• **Work request**: Copy all lines below that use the word "Option".

• **Given data**:
<<<<

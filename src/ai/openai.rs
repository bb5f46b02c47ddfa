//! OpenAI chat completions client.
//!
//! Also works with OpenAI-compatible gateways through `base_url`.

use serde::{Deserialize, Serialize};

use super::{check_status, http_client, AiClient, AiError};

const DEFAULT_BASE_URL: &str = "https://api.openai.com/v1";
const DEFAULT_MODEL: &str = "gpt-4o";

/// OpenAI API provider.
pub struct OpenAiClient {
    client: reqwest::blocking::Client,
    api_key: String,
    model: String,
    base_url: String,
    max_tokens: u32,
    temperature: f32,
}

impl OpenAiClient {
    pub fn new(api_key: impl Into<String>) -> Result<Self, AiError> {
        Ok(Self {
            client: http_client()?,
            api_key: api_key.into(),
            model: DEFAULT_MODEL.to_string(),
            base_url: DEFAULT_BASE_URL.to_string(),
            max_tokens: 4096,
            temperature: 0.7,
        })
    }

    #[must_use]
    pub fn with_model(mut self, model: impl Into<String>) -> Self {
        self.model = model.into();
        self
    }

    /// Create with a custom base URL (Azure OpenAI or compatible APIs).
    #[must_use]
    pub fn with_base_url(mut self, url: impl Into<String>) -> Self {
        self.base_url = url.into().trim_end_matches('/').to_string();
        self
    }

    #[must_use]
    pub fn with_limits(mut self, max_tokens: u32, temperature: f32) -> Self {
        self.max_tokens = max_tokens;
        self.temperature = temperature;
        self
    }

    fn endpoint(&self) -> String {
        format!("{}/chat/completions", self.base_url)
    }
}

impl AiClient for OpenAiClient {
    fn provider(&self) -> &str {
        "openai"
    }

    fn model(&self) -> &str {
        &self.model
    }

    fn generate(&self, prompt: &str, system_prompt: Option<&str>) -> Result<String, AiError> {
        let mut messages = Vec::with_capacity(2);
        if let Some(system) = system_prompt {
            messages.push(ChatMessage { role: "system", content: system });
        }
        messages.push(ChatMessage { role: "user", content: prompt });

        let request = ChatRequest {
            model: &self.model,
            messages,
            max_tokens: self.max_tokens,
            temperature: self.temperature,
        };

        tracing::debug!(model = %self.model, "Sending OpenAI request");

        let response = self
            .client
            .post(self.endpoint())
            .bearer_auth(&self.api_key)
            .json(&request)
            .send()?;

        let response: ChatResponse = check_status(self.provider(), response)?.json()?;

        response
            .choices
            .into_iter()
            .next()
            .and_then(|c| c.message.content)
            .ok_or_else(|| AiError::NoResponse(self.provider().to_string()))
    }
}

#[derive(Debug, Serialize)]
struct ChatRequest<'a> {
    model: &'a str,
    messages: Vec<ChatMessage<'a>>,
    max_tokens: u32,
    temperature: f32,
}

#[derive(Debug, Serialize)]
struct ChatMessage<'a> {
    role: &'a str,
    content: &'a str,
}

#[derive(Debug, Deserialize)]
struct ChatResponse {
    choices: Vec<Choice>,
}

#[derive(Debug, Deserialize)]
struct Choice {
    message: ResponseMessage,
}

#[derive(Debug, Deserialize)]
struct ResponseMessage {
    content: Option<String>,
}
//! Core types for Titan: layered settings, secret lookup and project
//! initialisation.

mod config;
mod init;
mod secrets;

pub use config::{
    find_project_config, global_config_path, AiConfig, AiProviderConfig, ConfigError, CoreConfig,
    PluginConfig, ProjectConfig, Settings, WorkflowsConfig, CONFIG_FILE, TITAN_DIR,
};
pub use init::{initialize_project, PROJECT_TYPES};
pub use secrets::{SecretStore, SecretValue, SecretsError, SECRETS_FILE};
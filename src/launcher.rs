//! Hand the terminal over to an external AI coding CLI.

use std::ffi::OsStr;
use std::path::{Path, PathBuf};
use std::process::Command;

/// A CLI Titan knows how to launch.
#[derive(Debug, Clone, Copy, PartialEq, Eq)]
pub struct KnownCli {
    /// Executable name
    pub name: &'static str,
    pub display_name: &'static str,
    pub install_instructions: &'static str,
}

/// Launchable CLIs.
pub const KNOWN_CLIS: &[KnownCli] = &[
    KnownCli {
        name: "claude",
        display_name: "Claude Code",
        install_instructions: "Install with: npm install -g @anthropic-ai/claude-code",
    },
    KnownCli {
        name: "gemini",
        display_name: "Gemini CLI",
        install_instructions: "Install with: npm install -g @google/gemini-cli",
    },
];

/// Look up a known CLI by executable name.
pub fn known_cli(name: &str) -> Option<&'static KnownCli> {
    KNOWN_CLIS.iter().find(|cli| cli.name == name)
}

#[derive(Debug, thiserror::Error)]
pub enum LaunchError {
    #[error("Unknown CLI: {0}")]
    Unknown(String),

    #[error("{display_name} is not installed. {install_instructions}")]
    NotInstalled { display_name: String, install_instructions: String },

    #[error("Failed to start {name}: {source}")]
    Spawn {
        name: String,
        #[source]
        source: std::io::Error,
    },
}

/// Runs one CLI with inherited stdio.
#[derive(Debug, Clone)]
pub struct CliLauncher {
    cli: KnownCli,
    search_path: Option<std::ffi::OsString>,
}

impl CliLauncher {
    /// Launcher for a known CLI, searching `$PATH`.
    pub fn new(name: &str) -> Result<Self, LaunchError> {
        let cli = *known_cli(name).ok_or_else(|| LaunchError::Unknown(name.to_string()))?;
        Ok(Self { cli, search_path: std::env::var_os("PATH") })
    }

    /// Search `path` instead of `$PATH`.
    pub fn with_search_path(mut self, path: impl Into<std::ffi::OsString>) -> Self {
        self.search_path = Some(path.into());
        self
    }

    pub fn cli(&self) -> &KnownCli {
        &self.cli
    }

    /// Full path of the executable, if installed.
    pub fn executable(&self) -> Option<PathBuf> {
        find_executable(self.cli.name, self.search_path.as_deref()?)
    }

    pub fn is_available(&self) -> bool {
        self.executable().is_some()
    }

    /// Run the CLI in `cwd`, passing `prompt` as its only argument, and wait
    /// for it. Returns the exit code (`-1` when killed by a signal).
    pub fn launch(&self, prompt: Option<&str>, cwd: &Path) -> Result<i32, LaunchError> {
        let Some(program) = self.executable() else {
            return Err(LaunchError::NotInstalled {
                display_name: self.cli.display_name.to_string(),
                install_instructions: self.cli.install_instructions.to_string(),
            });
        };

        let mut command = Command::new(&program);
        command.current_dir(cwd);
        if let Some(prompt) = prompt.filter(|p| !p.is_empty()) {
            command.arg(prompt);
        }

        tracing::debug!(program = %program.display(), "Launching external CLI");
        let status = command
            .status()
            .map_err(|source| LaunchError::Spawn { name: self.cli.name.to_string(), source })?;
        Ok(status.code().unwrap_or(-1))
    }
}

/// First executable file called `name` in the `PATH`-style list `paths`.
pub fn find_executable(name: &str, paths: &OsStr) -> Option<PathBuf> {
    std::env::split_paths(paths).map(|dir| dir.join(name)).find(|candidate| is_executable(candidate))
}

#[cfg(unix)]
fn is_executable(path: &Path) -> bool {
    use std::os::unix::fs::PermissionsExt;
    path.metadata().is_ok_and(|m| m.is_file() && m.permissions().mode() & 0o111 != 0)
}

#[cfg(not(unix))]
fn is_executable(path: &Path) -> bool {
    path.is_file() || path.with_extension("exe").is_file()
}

>>>>

• **Solution for this task**:
    fn generate(&self, prompt: &str, system_prompt: Option<&str>) -> Result<String, AiError> {
    content: Option<String>,
pub fn known_cli(name: &str) -> Option<&'static KnownCli> {
    search_path: Option<std::ffi::OsString>,
    pub fn executable(&self) -> Option<PathBuf> {
    pub fn launch(&self, prompt: Option<&str>, cwd: &Path) -> Result<i32, LaunchError> {
pub fn find_executable(name: &str, paths: &OsStr) -> Option<PathBuf> {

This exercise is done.